The Telecom Commission today sought clarifications and more details on the recommendations of the inter-ministerial group (IMG) on deferred spectrum payment liability as well as shifting from Prime Lending Rate (PLR) to marginal cost of funds based lending rate (MCLR) regime for calculation of interest on delayed payment of licence fees and spectrum usage changes.
On IMG, the TC has asked for clarifications and more details on some of the recommendations on the deferred payment liability and as well as replacing PLR with MCLR .They will come back to TC at the earliest when the Commission meets after two weeks, official sources said.
The IMG was set up in May this year to examine systemic issues affecting viability and repayment capacity in the telecom sector and give recommendations for resolution of stressed assets and improve the financial health of the industry.
The panel has given in-principle approval for all the recommendations given by the IMG.
On some of the proposals in-principle approval was given and they could be taken as the final recommendations and for the others we have asked for details. Its not that the Commission accepted other proposals but there was not any clarification sought, sources said.
The other key issue taken up today was the current spectrum cap is not being changed. It will go to TRAI for recommendations for any changes to be made.
IMG has recommended a 16-year (plus 2 year moratorium) period instead of present 10 years for deferred spectrum payments.

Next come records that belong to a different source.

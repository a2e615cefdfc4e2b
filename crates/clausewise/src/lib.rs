//! clausewise: Legal document analysis backend
//!
//! Uploads PDF, DOCX and plain text documents, extracts their text and answers
//! analysis requests (summaries, classification, entities, plain-language
//! rewrites, question answering). Hosted models are used when an API key is
//! configured; every remote path degrades to local keyword/regex heuristics.
//! Summaries can be read aloud through an offline speech engine.

pub mod analysis;
pub mod config;
pub mod error;
pub mod heuristics;
pub mod ingestion;
pub mod providers;
pub mod server;
pub mod speech;
pub mod types;

pub use analysis::DocumentAnalyzer;
pub use config::ClauseWiseConfig;
pub use error::{Error, Result};
pub use server::ClauseWiseServer;
pub use speech::SpeechSynthesizer;
pub use types::{
    document::{Classification, Document, DocumentLabel, FileType},
    entities::{EntityBag, EntityCategory},
    response::{AnalysisOutcome, AnalysisSource},
};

Once the Telecom Commission, a highest decision making inter-Ministerial Panel meets again in two weeks to review the clarification and approves the proposals, then it will be sent to the Cabinet.
Sources however, declined to give the proposals that have got a go ahead from the panel.
Since there would be a change in NIA (Notice Inviting Tender) conditions, the final suggestions would be sent to the Cabinet for approval, they said.
The panel had already suggested sector regulator TRAI (Telecom Regulatory Authority of India) to review the spectrum cap to facilitate merger and acquisitions (M&A) in the industry, which was seen as a deterrent in view of latest large scale mergers where breaching spectrum cap was very much real. .
The panel also sought clarification from the sector regulator on its recommendation to offer free data.
In December 2016, Trai suggested a free data offering for ubiquitous connectivity which the commission has also sent back to it asking how it could be implementated, sources said.
Sources said six states -- Arunachal Pradesh, Jharkhand, Tamil Nadu, Gujarat, Maharashtra and Chhattisgarh -- would take up their own state-led model of Bharat Net. They had submitted detailed project reports earlier, which were approved.
The total cost of Bharat Net Phase II is Rs 18,792 crore. The cost of implementing it in six states would be around Rs 7,000 crore.
For mobile towers' coverage of uncovered areas under the Universal Service Obligation Fund, around 4,177 towers will be installed for covering 4,502 villages at a cost of Rs 3,100 crore. After this project, only two states will remain uncovered under this project -- Meghalaya and Arunachal Pradesh.
The Commission has approved USO (Universal Service Obligation) funded mobile connectivity plan for the North East region excluding Meghalaya and Arunachal Pradesh at an outlay of Rs 3,100 crore which has gone to Bharti Airtel which was only bidder in the tender together with its subsidiary Bharti Hexacom Ltd would now undertake phase – II of the program to deploy 4177 towers in 4,502 villages.
Some of the states would be taken up by state run BSNL and PGCIL as well.
The commission has approved Rs 18, 792 crore for the second phase of the ambitious program to provide connectivity to villages, in addition it has decided to offer satellite-based connectivity in 30,000 villages which would be undertaken by government’s Special Purpose Vehicle (SPV) Bharat Broadband Network Limited (BBNL).